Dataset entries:
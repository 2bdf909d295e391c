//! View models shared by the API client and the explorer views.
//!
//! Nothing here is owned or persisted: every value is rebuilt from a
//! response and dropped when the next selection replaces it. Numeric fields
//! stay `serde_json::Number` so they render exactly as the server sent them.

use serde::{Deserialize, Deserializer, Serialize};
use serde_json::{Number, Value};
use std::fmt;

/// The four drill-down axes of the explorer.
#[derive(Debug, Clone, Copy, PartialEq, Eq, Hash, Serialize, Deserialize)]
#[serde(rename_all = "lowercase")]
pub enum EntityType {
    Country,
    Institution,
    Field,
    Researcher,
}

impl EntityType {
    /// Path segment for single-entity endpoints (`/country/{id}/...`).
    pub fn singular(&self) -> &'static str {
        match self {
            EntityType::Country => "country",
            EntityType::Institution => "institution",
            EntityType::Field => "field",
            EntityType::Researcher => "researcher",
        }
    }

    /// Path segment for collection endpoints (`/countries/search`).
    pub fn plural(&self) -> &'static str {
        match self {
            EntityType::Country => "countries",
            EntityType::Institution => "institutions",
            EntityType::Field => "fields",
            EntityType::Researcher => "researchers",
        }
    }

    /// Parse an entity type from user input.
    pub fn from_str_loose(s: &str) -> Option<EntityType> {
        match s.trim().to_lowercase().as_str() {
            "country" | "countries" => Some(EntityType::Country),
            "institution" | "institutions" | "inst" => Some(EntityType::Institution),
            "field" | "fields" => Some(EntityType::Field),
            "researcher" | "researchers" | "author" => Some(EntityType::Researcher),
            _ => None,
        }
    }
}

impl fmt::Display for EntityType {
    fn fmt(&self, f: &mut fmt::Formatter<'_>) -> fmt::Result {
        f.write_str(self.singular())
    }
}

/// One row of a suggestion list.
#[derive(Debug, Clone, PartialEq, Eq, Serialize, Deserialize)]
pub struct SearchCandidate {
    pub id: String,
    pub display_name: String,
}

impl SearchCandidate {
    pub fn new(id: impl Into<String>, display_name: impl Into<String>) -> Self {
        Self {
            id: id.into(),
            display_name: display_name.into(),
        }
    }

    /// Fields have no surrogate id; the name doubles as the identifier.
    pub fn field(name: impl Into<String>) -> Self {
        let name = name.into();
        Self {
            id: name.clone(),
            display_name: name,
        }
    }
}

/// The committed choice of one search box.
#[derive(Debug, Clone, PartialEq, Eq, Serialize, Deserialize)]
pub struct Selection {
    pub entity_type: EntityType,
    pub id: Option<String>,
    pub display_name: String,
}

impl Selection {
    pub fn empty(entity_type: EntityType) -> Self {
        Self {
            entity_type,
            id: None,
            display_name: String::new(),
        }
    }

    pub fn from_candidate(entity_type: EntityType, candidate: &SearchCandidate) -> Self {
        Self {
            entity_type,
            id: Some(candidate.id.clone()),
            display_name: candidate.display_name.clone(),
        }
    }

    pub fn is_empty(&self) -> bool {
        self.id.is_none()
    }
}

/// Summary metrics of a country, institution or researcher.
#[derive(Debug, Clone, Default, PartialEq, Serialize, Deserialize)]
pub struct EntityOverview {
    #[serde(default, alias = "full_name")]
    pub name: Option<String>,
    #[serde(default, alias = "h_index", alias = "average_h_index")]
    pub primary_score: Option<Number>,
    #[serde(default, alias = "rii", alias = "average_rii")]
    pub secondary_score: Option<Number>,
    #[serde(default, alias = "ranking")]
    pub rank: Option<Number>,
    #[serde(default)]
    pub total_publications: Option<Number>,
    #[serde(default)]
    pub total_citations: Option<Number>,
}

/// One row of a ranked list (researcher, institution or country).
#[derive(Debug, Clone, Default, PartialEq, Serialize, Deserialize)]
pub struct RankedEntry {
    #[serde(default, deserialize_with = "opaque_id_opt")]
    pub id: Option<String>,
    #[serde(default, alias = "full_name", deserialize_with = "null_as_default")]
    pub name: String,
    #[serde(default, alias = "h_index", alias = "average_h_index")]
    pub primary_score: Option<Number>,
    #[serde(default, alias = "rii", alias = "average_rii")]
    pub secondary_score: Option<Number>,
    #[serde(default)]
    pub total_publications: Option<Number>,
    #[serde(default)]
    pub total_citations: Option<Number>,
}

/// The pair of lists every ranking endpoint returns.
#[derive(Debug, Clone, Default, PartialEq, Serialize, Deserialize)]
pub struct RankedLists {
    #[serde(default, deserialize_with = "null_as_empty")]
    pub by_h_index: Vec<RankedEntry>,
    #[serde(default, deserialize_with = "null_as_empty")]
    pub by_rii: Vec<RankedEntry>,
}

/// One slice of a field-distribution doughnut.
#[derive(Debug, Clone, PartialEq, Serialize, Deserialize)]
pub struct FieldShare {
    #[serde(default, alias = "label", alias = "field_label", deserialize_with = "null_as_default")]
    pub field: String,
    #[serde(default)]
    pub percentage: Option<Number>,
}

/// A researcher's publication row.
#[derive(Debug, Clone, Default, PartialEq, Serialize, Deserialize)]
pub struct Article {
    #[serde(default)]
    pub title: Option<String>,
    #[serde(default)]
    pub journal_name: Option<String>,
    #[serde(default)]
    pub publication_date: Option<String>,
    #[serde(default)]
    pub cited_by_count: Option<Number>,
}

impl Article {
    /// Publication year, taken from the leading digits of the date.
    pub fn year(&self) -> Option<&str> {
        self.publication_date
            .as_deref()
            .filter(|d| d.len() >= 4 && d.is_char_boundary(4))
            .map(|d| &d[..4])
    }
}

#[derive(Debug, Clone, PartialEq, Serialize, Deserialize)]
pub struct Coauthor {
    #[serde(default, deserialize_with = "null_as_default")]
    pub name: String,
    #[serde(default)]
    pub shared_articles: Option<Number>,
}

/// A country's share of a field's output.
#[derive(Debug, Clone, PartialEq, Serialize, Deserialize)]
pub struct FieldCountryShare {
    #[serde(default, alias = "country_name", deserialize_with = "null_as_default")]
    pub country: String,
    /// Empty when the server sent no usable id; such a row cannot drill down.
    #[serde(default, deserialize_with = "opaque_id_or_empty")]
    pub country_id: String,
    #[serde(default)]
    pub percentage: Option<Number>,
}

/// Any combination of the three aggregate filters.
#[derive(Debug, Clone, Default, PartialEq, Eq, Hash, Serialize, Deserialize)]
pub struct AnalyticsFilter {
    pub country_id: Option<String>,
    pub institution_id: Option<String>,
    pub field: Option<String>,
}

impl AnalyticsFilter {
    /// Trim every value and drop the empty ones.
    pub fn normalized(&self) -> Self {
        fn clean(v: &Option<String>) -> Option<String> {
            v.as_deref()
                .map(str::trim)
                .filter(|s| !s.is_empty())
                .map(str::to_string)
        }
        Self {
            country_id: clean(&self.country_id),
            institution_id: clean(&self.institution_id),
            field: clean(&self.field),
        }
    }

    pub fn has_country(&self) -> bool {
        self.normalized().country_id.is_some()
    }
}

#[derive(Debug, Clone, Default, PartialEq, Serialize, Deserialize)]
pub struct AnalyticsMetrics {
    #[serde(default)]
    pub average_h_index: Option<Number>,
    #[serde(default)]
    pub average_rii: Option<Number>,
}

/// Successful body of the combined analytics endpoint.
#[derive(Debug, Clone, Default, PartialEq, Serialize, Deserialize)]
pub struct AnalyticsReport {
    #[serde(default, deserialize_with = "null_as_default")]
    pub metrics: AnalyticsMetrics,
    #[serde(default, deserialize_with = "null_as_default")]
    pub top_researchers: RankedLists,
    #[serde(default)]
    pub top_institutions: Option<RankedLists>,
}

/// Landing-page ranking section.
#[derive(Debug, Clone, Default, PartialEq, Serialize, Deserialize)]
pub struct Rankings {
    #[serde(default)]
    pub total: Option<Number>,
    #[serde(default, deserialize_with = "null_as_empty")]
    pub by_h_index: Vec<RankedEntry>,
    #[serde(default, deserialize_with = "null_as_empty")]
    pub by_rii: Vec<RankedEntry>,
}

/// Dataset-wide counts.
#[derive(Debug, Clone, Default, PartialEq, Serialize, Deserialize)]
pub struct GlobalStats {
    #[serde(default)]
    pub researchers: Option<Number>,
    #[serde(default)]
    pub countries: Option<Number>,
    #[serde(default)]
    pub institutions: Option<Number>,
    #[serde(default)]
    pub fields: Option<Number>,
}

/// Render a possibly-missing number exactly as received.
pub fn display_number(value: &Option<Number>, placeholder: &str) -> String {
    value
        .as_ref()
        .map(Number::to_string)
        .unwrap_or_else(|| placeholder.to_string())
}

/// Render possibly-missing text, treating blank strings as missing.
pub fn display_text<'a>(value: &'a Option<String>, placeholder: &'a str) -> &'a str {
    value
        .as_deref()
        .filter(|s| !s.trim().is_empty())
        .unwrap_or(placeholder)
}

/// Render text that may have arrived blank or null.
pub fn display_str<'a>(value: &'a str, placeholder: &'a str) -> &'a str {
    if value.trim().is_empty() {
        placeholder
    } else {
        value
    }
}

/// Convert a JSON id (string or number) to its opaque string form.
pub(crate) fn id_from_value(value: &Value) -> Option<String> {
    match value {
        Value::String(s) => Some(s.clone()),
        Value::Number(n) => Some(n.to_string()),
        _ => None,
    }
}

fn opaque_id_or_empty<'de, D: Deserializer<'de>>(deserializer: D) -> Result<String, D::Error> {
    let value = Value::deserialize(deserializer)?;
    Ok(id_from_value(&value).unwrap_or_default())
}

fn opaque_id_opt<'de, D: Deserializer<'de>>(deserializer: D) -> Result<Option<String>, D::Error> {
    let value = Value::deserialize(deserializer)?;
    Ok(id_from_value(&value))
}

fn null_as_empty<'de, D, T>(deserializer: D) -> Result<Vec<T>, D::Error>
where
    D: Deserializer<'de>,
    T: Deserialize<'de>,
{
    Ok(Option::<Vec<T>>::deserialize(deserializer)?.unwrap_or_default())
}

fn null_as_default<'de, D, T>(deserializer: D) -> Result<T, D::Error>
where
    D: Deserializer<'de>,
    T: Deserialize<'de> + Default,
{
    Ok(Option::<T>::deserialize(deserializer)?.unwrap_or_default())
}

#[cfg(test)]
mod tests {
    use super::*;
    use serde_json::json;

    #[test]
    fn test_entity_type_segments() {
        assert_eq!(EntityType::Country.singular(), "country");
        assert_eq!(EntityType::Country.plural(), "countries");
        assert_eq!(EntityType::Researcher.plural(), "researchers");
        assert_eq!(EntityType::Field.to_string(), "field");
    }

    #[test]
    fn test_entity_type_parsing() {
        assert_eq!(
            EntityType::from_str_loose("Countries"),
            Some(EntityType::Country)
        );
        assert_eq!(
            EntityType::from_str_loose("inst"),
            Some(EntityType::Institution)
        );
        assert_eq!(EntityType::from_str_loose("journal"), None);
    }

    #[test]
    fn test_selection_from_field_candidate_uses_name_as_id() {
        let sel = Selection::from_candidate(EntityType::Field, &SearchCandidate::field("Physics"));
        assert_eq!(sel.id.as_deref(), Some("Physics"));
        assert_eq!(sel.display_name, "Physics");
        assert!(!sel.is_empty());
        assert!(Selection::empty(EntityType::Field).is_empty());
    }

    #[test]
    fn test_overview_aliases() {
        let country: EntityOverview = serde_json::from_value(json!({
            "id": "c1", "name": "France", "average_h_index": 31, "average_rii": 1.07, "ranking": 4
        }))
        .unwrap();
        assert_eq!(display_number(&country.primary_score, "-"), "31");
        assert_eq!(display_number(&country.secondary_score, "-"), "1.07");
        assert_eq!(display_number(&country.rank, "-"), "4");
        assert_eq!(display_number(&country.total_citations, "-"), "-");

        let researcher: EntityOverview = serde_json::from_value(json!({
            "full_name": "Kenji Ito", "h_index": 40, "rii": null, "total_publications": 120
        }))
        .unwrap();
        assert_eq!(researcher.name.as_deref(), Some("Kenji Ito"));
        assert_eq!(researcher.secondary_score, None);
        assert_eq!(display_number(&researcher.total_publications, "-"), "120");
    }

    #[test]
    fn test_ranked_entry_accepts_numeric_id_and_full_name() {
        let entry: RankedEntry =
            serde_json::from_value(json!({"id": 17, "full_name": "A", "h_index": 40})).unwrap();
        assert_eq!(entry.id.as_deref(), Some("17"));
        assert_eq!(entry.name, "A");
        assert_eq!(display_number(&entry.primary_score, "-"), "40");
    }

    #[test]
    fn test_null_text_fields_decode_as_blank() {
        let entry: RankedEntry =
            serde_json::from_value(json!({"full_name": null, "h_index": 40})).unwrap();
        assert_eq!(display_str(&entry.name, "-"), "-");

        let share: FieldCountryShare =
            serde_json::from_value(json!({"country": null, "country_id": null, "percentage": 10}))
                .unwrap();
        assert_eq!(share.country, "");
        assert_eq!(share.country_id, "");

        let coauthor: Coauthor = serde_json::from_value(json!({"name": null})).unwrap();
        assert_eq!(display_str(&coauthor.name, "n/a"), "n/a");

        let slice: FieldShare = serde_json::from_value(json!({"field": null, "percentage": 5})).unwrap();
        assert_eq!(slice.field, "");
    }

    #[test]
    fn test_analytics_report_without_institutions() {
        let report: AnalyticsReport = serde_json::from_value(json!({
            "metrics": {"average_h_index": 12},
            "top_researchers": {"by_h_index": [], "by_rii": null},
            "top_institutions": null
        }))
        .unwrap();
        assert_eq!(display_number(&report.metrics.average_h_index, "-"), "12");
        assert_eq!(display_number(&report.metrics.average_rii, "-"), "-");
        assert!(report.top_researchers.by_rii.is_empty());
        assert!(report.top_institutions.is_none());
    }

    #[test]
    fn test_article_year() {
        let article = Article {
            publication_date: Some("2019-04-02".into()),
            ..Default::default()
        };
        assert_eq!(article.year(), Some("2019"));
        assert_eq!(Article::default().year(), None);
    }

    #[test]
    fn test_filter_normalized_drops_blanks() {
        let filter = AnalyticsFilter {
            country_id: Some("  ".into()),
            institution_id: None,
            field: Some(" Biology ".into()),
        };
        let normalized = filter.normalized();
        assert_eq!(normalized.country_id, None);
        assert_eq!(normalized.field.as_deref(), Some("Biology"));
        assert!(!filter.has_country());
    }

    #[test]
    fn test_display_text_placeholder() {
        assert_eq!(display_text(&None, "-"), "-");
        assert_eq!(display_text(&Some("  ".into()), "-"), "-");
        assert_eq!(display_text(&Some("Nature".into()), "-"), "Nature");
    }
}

...

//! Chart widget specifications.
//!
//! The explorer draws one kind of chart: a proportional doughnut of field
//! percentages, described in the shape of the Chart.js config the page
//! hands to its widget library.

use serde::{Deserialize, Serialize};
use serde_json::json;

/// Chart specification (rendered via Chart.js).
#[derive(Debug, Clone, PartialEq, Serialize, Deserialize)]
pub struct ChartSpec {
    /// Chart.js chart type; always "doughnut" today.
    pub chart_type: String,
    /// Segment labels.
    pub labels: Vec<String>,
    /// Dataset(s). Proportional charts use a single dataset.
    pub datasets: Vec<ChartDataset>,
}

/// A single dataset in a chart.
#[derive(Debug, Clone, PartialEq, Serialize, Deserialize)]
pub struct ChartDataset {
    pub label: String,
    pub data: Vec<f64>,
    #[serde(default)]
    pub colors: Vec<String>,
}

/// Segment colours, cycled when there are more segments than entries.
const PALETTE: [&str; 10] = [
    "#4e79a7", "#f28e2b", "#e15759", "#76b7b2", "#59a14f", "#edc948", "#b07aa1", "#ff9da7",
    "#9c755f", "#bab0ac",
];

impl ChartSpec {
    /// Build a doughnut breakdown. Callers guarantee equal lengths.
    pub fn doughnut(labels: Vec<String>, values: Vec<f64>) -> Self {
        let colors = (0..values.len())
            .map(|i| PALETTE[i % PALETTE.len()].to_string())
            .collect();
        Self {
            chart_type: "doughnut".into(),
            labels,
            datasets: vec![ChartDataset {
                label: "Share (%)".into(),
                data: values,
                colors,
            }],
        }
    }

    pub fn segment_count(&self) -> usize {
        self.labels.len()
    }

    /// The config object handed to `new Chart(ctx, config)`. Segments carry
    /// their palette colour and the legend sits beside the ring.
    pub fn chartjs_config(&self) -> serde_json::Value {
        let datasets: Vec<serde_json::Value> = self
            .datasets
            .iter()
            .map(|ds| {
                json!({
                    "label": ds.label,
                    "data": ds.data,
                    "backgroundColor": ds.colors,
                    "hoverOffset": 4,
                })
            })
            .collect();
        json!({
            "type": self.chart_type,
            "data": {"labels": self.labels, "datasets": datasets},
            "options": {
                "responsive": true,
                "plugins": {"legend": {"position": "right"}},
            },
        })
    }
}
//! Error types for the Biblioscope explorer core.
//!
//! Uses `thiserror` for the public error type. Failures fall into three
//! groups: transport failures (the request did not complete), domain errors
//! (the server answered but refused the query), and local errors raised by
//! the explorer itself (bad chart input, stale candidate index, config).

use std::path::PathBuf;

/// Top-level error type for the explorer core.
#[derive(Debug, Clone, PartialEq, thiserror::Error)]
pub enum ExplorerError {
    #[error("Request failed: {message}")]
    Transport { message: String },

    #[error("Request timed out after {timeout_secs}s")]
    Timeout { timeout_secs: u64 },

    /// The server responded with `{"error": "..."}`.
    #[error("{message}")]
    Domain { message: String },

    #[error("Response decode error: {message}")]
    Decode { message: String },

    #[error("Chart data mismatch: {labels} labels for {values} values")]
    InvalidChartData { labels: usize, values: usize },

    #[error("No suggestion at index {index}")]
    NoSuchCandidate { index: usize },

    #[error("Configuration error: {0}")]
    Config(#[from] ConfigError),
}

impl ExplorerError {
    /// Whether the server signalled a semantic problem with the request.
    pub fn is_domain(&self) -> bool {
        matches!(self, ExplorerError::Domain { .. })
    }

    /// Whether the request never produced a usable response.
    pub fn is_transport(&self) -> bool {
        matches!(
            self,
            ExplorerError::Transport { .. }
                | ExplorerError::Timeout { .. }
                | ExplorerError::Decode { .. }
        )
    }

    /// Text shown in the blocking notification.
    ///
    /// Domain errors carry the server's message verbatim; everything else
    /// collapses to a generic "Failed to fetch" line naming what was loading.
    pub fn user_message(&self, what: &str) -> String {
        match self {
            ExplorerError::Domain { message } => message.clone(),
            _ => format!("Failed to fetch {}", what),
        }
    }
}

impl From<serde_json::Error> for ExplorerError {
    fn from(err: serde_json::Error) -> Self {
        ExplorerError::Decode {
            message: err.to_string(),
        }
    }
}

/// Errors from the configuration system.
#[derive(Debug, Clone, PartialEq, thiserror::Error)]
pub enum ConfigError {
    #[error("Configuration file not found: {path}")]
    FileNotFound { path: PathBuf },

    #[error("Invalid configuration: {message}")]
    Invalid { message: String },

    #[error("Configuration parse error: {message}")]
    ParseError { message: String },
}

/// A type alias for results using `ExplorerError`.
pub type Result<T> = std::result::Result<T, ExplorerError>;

## Exercise:
Looking at the records above, work out how many lines contain "Hash". Give the number only.

## Result of the task:
2